Treatment Without Surgery

Most people with Achilles bursitis improve without surgery. Around 89% of patients with related insertional Achilles problems respond to nonsurgical treatment, so conservative measures are the standard starting point.

The first and most immediate step is reducing the irritation. Switching to open-backed shoes or using soft padding around the heel counter can take pressure off the bursa. Heel lifts placed inside your shoes shift the angle of your foot slightly, reducing compression on the retrocalcaneal space. Ice applied to the area for 15 to 20 minutes several times a day helps control swelling in the early stages.

Stretching the calf muscles is a core part of recovery because tight calves increase tension on the Achilles tendon, which in turn compresses the bursa. A standard program recommended by the American Academy of Orthopaedic Surgeons runs four to six weeks and includes two main stretches done six to seven days per week:

  • Straight-knee heel cord stretch: Stand facing a wall with your affected leg straight behind you, heel flat on the floor. Press your hips forward until you feel a stretch in your calf. Hold 30 seconds, rest 30 seconds, and repeat for two sets of 10.
  • Bent-knee heel cord stretch: Same position, but with a slight bend in the back knee. This targets the deeper calf muscle (the soleus). Same hold and repetition pattern.
  • Towel stretch: Sit with your leg extended, loop a towel around the ball of your foot, and gently pull it toward you with a straight knee. Hold 30 seconds, rest 30 seconds, two sets of 10.

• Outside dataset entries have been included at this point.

use nexora_core::{
    AppViewModel, Availability, AuthStatus, ChatHistoryItem, ChatMessage, CommunityPost, Dashboard,
    InputKind, JobRecord, Mentor, Notice, NoticeLevel, Role, RoadmapStatus, RoadmapView,
    WizardPhaseView,
};

pub fn notice_line(notice: &Notice) -> String {
    let tag = match notice.level {
        NoticeLevel::Info => "info",
        NoticeLevel::Error => "error",
    };
    format!("[{}] {}: {}", tag, notice.title, notice.description)
}

pub fn message_line(message: &ChatMessage) -> String {
    match message.role {
        Role::Bot => format!("NEXORA: {}", message.text),
        Role::User => format!("You: {}", message.text),
    }
}

/// Everything below the transcript for the current wizard phase.
pub fn wizard_phase_lines(phase: &WizardPhaseView) -> Vec<String> {
    match phase {
        WizardPhaseView::Asking {
            step,
            total,
            kind,
            placeholder,
            ..
        } => {
            let mut lines = vec![format!("Step {} of {}", step + 1, total)];
            match kind {
                InputKind::Choice(options) => lines.extend(
                    options
                        .iter()
                        .enumerate()
                        .map(|(i, label)| format!("  {}. {}", i + 1, label)),
                ),
                InputKind::MultiLine => {
                    lines.push("(finish with an empty line)".to_string());
                }
                InputKind::SingleLine => {}
            }
            if let Some(placeholder) = placeholder {
                lines.push(format!("  {placeholder}"));
            }
            lines
        }
        WizardPhaseView::Submitting => vec!["Generating your career dashboard...".to_string()],
        WizardPhaseView::Dashboard(dashboard) => dashboard_lines(dashboard),
        WizardPhaseView::Error(message) => vec![
            "Something went wrong".to_string(),
            message.clone(),
            "Type :reset to try again.".to_string(),
        ],
    }
}

pub fn dashboard_lines(dashboard: &Dashboard) -> Vec<String> {
    match dashboard {
        Dashboard::Career(career) => {
            let mut lines = vec![
                career.summary.greeting.clone(),
                career.summary.recommendation.clone(),
            ];
            if !career.suggested_careers.is_empty() {
                lines.push(String::new());
                lines.push("Suggested careers:".to_string());
                for suggestion in &career.suggested_careers {
                    lines.push(format!(
                        "  - {} ({:.0}%)",
                        suggestion.title,
                        confidence_percent(suggestion.confidence)
                    ));
                }
            }
            if !career.next_steps.is_empty() {
                lines.push(String::new());
                lines.push("Next steps:".to_string());
                lines.extend(career.next_steps.iter().map(|step| format!("  - {step}")));
            }
            lines
        }
        Dashboard::Opaque(value) => serde_json::to_string_pretty(value)
            .unwrap_or_else(|_| value.to_string())
            .lines()
            .map(str::to_string)
            .collect(),
    }
}

// Confidence arrives either as a fraction or already as a percentage.
fn confidence_percent(confidence: f64) -> f64 {
    if confidence <= 1.0 {
        confidence * 100.0
    } else {
        confidence
    }
}

pub fn job_lines(jobs: &[JobRecord]) -> Vec<String> {
    if jobs.is_empty() {
        return vec!["No matching jobs.".to_string()];
    }
    let mut lines = Vec::new();
    for job in jobs {
        let score = job
            .match_score
            .map(|score| format!(" [{score}% match]"))
            .unwrap_or_default();
        let mut flags = Vec::new();
        if job.is_remote {
            flags.push("remote");
        }
        if job.is_urgent {
            flags.push("urgent");
        }
        let flags = if flags.is_empty() {
            String::new()
        } else {
            format!(" ({})", flags.join(", "))
        };
        lines.push(format!("{} at {}{}{}", job.title, job.company, score, flags));
        lines.push(format!(
            "  {} | {} | {} | {} | via {}",
            job.location,
            job.job_type.label(),
            job.salary,
            job.experience,
            job.source.label()
        ));
        if !job.skills.is_empty() {
            lines.push(format!("  skills: {}", job.skills.join(", ")));
        }
        lines.push(format!("  apply: {}", job.apply_url));
    }
    lines
}

pub fn mentor_lines(mentors: &[Mentor]) -> Vec<String> {
    if mentors.is_empty() {
        return vec!["No mentors found.".to_string()];
    }
    mentors
        .iter()
        .flat_map(|mentor| {
            let availability = match mentor.availability {
                Availability::Available => "available",
                Availability::Busy => "busy",
                Availability::Offline => "offline",
            };
            let verified = if mentor.is_verified { " ✓" } else { "" };
            let rate = mentor
                .hourly_rate
                .map(|rate| format!(" | ${rate}/hr"))
                .unwrap_or_default();
            [
                format!(
                    "{}{}, {} at {} ({})",
                    mentor.name, verified, mentor.title, mentor.company, availability
                ),
                format!(
                    "  rating {:.1} ({} reviews) | {}{}",
                    mentor.rating, mentor.reviews, mentor.experience, rate
                ),
                format!("  expertise: {}", mentor.expertise.join(", ")),
            ]
        })
        .collect()
}

pub fn community_lines(posts: &[CommunityPost]) -> Vec<String> {
    if posts.is_empty() {
        return vec!["No community posts yet.".to_string()];
    }
    posts
        .iter()
        .flat_map(|post| {
            let mut lines = vec![
                format!("[{}] {} ({})", post.id, post.title, post.kind.label()),
                format!(
                    "  by {} | {} likes | {} comments",
                    post.author, post.likes, post.comments
                ),
            ];
            if !post.content.is_empty() {
                lines.push(format!("  {}", post.content));
            }
            if !post.tags.is_empty() {
                let tags: Vec<String> = post.tags.iter().map(|tag| format!("#{tag}")).collect();
                lines.push(format!("  {}", tags.join(" ")));
            }
            lines
        })
        .collect()
}

pub fn roadmap_lines(roadmap: &RoadmapView) -> Vec<String> {
    let mut lines = Vec::new();
    if roadmap.generating {
        lines.push("Generating roadmap...".to_string());
    }
    if let Some(error) = &roadmap.error {
        lines.push(format!("error: {error}"));
    }
    if roadmap.items.is_empty() {
        lines.push("Your roadmap is empty.".to_string());
        return lines;
    }
    let done = roadmap
        .items
        .iter()
        .filter(|item| item.status == RoadmapStatus::Completed)
        .count();
    lines.push(format!("{} of {} completed", done, roadmap.items.len()));
    for item in &roadmap.items {
        lines.push(format!(
            "[{}] {} ({}, {:?} priority, {})",
            item.id,
            item.title,
            item.status.label(),
            item.priority,
            item.estimated_time
        ));
        if !item.skills.is_empty() {
            lines.push(format!("  skills: {}", item.skills.join(", ")));
        }
    }
    lines
}

pub fn history_lines(history: &[ChatHistoryItem], active: &str) -> Vec<String> {
    if history.is_empty() {
        return vec!["No previous chats.".to_string()];
    }
    history
        .iter()
        .map(|item| {
            let marker = if item.session_id == active { "*" } else { " " };
            format!(
                "{} {}  {}  {}",
                marker, item.session_id, item.title, item.last_message
            )
        })
        .collect()
}

pub fn trending_lines(view: &AppViewModel) -> Vec<String> {
    if let Some(error) = &view.trending_error {
        return vec![error.clone()];
    }
    if view.trending.is_empty() {
        return vec!["No trending careers right now.".to_string()];
    }
    view.trending
        .iter()
        .map(|career| {
            format!(
                "{}  +{}%  {}  [{}]",
                career.title,
                career.growth,
                career.salary,
                career.skills.join(", ")
            )
        })
        .collect()
}

pub fn auth_line(status: AuthStatus) -> &'static str {
    match status {
        AuthStatus::SignedOut => "Signed out.",
        AuthStatus::Authenticating => "Signing in...",
        AuthStatus::SignedIn => "Signed in.",
    }
}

As pain allows, single-leg calf raises help rebuild strength. Stand on your affected foot, rise onto your toes as high as you can, then slowly lower back down. Two sets of 10, six to seven days per week. Start with both feet if single-leg raises are too painful initially.

Steroid Injections: Benefits and Risks

Corticosteroid injections into the bursa are sometimes used when stretching, ice, and shoe changes aren’t enough. The injection delivers a powerful anti-inflammatory directly to the swollen tissue and can provide significant relief. However, the Achilles tendon sits dangerously close to the injection site, and this proximity creates real risk.

Corticosteroids can trigger a degenerative process in tendons. They inhibit collagen production and impair local blood supply, weakening the tendon tissue. Case reports document complete Achilles tendon ruptures following steroid injections intended for the bursa. Because of this, steroid injections directly into or near the Achilles tendon are rarely performed today. When injections are used for bursitis, they should be performed under ultrasound guidance, which allows the clinician to visualize the needle tip and place the medication precisely inside the bursa, avoiding the tendon.

When Surgery Becomes an Option

Surgery is reserved for cases that don’t respond to several months of conservative treatment. The procedure typically involves removing the inflamed bursa (bursectomy) and, when a Haglund deformity is present, shaving down the bony prominence on the heel to eliminate the source of friction. If the Achilles tendon itself has sustained damage from prolonged irritation, the surgeon may clean up the damaged tissue at the same time.

Recovery timelines vary by surgical approach. In one study comparing two techniques, patients who had surgery through a tendon-splitting approach returned to normal function in a median of about four months, with a range of three to 13 months. Those treated with a lateral (side) approach took a median of roughly six and a half months, ranging from four to 20 months. Return to sports took slightly longer: around five to six and a half months on average, though some patients needed well over a year. The tendon-splitting approach showed faster recovery to normal daily activities, though both techniques produced similar timelines for returning to sport.

These are meaningful recovery windows. If you’re an active person weighing surgery, planning for at least four to six months before resuming full activity is realistic, with the understanding that some cases take considerably longer.